Thyroidectomy is the removal of all or part of your thyroid gland. Your thyroid is a butterfly-shaped gland located at the base of your neck. It produces hormones that regulate every aspect of your metabolism, from your heart rate to how quickly you burn calories.
Thyroidectomy is used to treat thyroid disorders, such as cancer, noncancerous enlargement of the thyroid (goiter) and overactive thyroid (hyperthyroidism).
How much of your thyroid gland is removed during thyroidectomy depends on the reason for surgery. If only a portion is removed (partial thyroidectomy), your thyroid may be able to function normally after surgery. If your entire thyroid is removed (total thyroidectomy), you need daily treatment with thyroid hormone to replace your thyroid’s natural function.
Thyroidectomy is generally a safe procedure. But as with any surgery, thyroidectomy carries a risk of complications. There is a horizontal incision over the thyroid gland. The size of the incision will depend on the size of the thyroid gland and whether the entire gland will be taken out but generally will be at least two inches or five centimeters long. The surgery is done entirely under general anesthesia.
Potential complications include:
- Airway obstruction caused by bleeding
- Permanent hoarse or weak voice due to nerve damage
- Damage to the four small glands located behind your thyroid (parathyroid glands), which can lead to hypoparathyroidism, resulting in abnormally low calcium levels in your blood and bones and an increased amount of phosphorus in your blood.
You will wake up in the recovery room. There will likely be a drain (rubber tubing) coming from another tiny incision in the neck. This helps to remove blood and fluid from the area so it does not accumulate. You will be transferred then your room for further care. Blood will be drawn throughout your hospital stay and if total thyroidectomy is done your calcium level may need to be checked as many as three times a day. Generally, after 24 hours the drain will be removed and you will go home after that. Some patients require further monitoring of the drain or their calcium levels.
After a thyroidectomy, you may experience neck pain and a hoarse or weak voice. This doesn’t necessarily mean there’s permanent damage to the nerve that controls your vocal cords. These symptoms are often temporary and may be due to irritation from the breathing tube (endotracheal tube) that’s inserted into your windpipe (trachea) during surgery, or as a result of nerve irritation caused by the surgery.
You’ll be able to eat and drink as usual after surgery. When you go home, you can usually return to your regular activities, often within a few weeks. Talk to your doctor about specific activity restrictions.
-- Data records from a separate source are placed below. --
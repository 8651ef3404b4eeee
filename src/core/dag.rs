//! Task dependency graph.
//!
//! This module provides the TaskGraph structure that represents task
//! dependencies as a directed acyclic graph. An edge `from -> to` means
//! `to` cannot start until `from` has completed. Validation happens once,
//! up front; a validated graph is treated as immutable by the scheduler.

use crate::core::task::{Task, TaskId};
use crate::error::{Error, Result};
use petgraph::graph::{DiGraph, NodeIndex};
use serde::{Deserialize, Serialize};
use std::collections::{HashMap, HashSet};

/// A directed dependency: `to` cannot start until `from` completes.
#[derive(Debug, Clone, PartialEq, Eq, Serialize, Deserialize)]
pub struct DependencyEdge {
    pub from: TaskId,
    pub to: TaskId,
}

impl DependencyEdge {
    pub fn new(from: impl Into<TaskId>, to: impl Into<TaskId>) -> Self {
        Self {
            from: from.into(),
            to: to.into(),
        }
    }
}

/// The task dependency graph.
///
/// Nodes are tasks; edges are dependencies. A HashMap side index maps
/// TaskId to NodeIndex for constant-time lookups.
pub struct TaskGraph {
    /// The underlying directed graph.
    graph: DiGraph<Task, ()>,
    /// Index mapping from TaskId to NodeIndex for fast lookups.
    task_index: HashMap<TaskId, NodeIndex>,
}

impl TaskGraph {
    /// Create a new empty TaskGraph.
    pub fn new() -> Self {
        Self {
            graph: DiGraph::new(),
            task_index: HashMap::new(),
        }
    }

    /// Add a task to the graph.
    ///
    /// # Errors
    /// Returns `Error::DuplicateTask` if a task with the same identifier
    /// is already registered.
    pub fn add_task(&mut self, task: Task) -> Result<()> {
        if self.task_index.contains_key(&task.id) {
            return Err(Error::DuplicateTask(task.id));
        }

        let id = task.id.clone();
        let index = self.graph.add_node(task);
        self.task_index.insert(id, index);
        Ok(())
    }

    /// Add a dependency between two tasks.
    ///
    /// The edge means `from` must complete before `to` can start. Cycle
    /// detection is deferred to `validate()`, which must run before the
    /// first wave is requested.
    ///
    /// # Errors
    /// Returns `Error::UnknownTask` if either endpoint is unregistered.
    pub fn add_edge(&mut self, from: &TaskId, to: &TaskId) -> Result<()> {
        let from_index = *self
            .task_index
            .get(from)
            .ok_or_else(|| Error::UnknownTask(from.clone()))?;

        let to_index = *self
            .task_index
            .get(to)
            .ok_or_else(|| Error::UnknownTask(to.clone()))?;

        self.graph.add_edge(from_index, to_index, ());
        Ok(())
    }

    /// Check the graph for cycles.
    ///
    /// Depth-first search with recursion-stack marking. A graph that fails
    /// validation is never scheduled.
    ///
    /// # Errors
    /// Returns `Error::CyclicDependency` naming the task identifiers on
    /// the offending cycle, in traversal order with the entry node
    /// repeated at the end.
    pub fn validate(&self) -> Result<()> {
        #[derive(Clone, Copy, PartialEq)]
        enum Mark {
            Unvisited,
            OnStack,
            Done,
        }

        fn visit(
            graph: &DiGraph<Task, ()>,
            node: NodeIndex,
            marks: &mut Vec<Mark>,
            stack: &mut Vec<NodeIndex>,
        ) -> Option<Vec<NodeIndex>> {
            marks[node.index()] = Mark::OnStack;
            stack.push(node);

            for next in graph.neighbors_directed(node, petgraph::Direction::Outgoing) {
                match marks[next.index()] {
                    Mark::OnStack => {
                        // Cycle: everything on the stack from `next` onward.
                        let start = stack.iter().position(|&n| n == next).unwrap_or(0);
                        let mut cycle: Vec<NodeIndex> = stack[start..].to_vec();
                        cycle.push(next);
                        return Some(cycle);
                    }
                    Mark::Unvisited => {
                        if let Some(cycle) = visit(graph, next, marks, stack) {
                            return Some(cycle);
                        }
                    }
                    Mark::Done => {}
                }
            }

            stack.pop();
            marks[node.index()] = Mark::Done;
            None
        }

        let mut marks = vec![Mark::Unvisited; self.graph.node_count()];
        let mut stack = Vec::new();

        for node in self.graph.node_indices() {
            if marks[node.index()] == Mark::Unvisited {
                if let Some(cycle) = visit(&self.graph, node, &mut marks, &mut stack) {
                    let cycle = cycle
                        .into_iter()
                        .filter_map(|n| self.graph.node_weight(n).map(|t| t.id.clone()))
                        .collect();
                    return Err(Error::CyclicDependency { cycle });
                }
            }
        }

        Ok(())
    }

    /// Get a reference to a task by its ID.
    pub fn get_task(&self, id: &TaskId) -> Option<&Task> {
        self.task_index
            .get(id)
            .and_then(|&index| self.graph.node_weight(index))
    }

    /// Get a mutable reference to a task by its ID.
    pub fn get_task_mut(&mut self, id: &TaskId) -> Option<&mut Task> {
        if let Some(&index) = self.task_index.get(id) {
            self.graph.node_weight_mut(index)
        } else {
            None
        }
    }

    /// Get the number of tasks in the graph.
    pub fn task_count(&self) -> usize {
        self.graph.node_count()
    }

    /// Get the number of dependencies (edges) in the graph.
    pub fn edge_count(&self) -> usize {
        self.graph.edge_count()
    }

    /// Check if the graph contains a task.
    pub fn contains_task(&self, id: &TaskId) -> bool {
        self.task_index.contains_key(id)
    }

    /// Check if a dependency edge exists between two tasks.
    pub fn has_edge(&self, from: &TaskId, to: &TaskId) -> bool {
        if let (Some(&from_idx), Some(&to_idx)) =
            (self.task_index.get(from), self.task_index.get(to))
        {
            self.graph.find_edge(from_idx, to_idx).is_some()
        } else {
            false
        }
    }

    /// Get all tasks the given task depends on (must complete first).
    pub fn dependencies_of(&self, id: &TaskId) -> Vec<&Task> {
        if let Some(&index) = self.task_index.get(id) {
            self.graph
                .neighbors_directed(index, petgraph::Direction::Incoming)
                .filter_map(|neighbor| self.graph.node_weight(neighbor))
                .collect()
        } else {
            Vec::new()
        }
    }

    /// Get all tasks that depend on the given task.
    pub fn dependents_of(&self, id: &TaskId) -> Vec<&Task> {
        if let Some(&index) = self.task_index.get(id) {
            self.graph
                .neighbors_directed(index, petgraph::Direction::Outgoing)
                .filter_map(|neighbor| self.graph.node_weight(neighbor))
                .collect()
        } else {
            Vec::new()
        }
    }

    /// Get all tasks in the graph.
    pub fn all_tasks(&self) -> Vec<&Task> {
        self.graph.node_weights().collect()
    }

    /// Check if the graph is empty.
    pub fn is_empty(&self) -> bool {
        self.graph.node_count() == 0
    }

    // ========== Scheduling Operations ==========

    /// Get all tasks ready to execute (dependencies satisfied).
    ///
    /// A task is ready if it is not in a terminal state, not in the
    /// completed set, and every dependency is in `completed`. Pure
    /// function, no side effects.
    pub fn ready_tasks<'a>(&'a self, completed: &HashSet<TaskId>) -> Vec<&'a Task> {
        self.graph
            .node_indices()
            .filter_map(|index| {
                let task = self.graph.node_weight(index)?;

                if completed.contains(&task.id) || task.is_finished() {
                    return None;
                }

                let deps_satisfied = self
                    .graph
                    .neighbors_directed(index, petgraph::Direction::Incoming)
                    .all(|dep_index| {
                        self.graph
                            .node_weight(dep_index)
                            .map(|dep| completed.contains(&dep.id))
                            .unwrap_or(false)
                    });

                if deps_satisfied {
                    Some(task)
                } else {
                    None
                }
            })
            .collect()
    }

    /// Get the identifiers of tasks that are neither completed nor failed.
    pub fn pending_ids(&self, completed: &HashSet<TaskId>) -> Vec<TaskId> {
        let mut ids: Vec<TaskId> = self
            .graph
            .node_weights()
            .filter(|task| !completed.contains(&task.id) && !task.is_finished())
            .map(|task| task.id.clone())
            .collect();
        ids.sort();
        ids
    }

    /// Get the count of tasks that are neither completed nor failed.
    pub fn pending_count(&self, completed: &HashSet<TaskId>) -> usize {
        self.graph
            .node_weights()
            .filter(|task| !completed.contains(&task.id) && !task.is_finished())
            .count()
    }

    /// Check if every task in the graph is in the completed set.
    pub fn all_complete(&self, completed: &HashSet<TaskId>) -> bool {
        self.task_index.keys().all(|id| completed.contains(id))
    }

    /// Pending tasks whose dependencies can never be satisfied because at
    /// least one (transitive) dependency has failed.
    ///
    /// Used by the scheduler under the tolerant failure policy to cascade
    /// failures instead of leaving orphaned tasks pending forever.
    pub fn tasks_blocked_by_failure(&self) -> Vec<TaskId> {
        let failed: HashSet<NodeIndex> = self
            .graph
            .node_indices()
            .filter(|&idx| {
                self.graph
                    .node_weight(idx)
                    .map(|t| matches!(t.status, crate::core::task::TaskStatus::Failed { .. }))
                    .unwrap_or(false)
            })
            .collect();

        if failed.is_empty() {
            return Vec::new();
        }

        // Walk forward from every failed node; everything reachable and not
        // already terminal is doomed.
        let mut doomed: HashSet<NodeIndex> = HashSet::new();
        let mut stack: Vec<NodeIndex> = failed.iter().copied().collect();
        while let Some(node) = stack.pop() {
            for next in self.graph.neighbors_directed(node, petgraph::Direction::Outgoing) {
                if doomed.insert(next) {
                    stack.push(next);
                }
            }
        }

        let mut ids: Vec<TaskId> = doomed
            .into_iter()
            .filter_map(|idx| self.graph.node_weight(idx))
            .filter(|task| !task.is_finished())
            .map(|task| task.id.clone())
            .collect();
        ids.sort();
        ids
    }
}

impl Default for TaskGraph {
    fn default() -> Self {
        Self::new()
    }
}

impl std::fmt::Debug for TaskGraph {
    fn fmt(&self, f: &mut std::fmt::Formatter<'_>) -> std::fmt::Result {
        f.debug_struct("TaskGraph")
            .field("tasks", &self.task_count())
            .field("edges", &self.edge_count())
            .finish()
    }
}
If you had a total thyroidectomy, you will need to take thyroid hormone supplementation daily. If a partial thyroidectomy was done then the remaining gland will be able to compensate and you will not need hormone supplementation.
Follow post-operative care instructions given to you at the hospital. You will typically follow-up with your surgeon in 1 week for suture removal and to discuss the pathology results of the excised thyroid gland.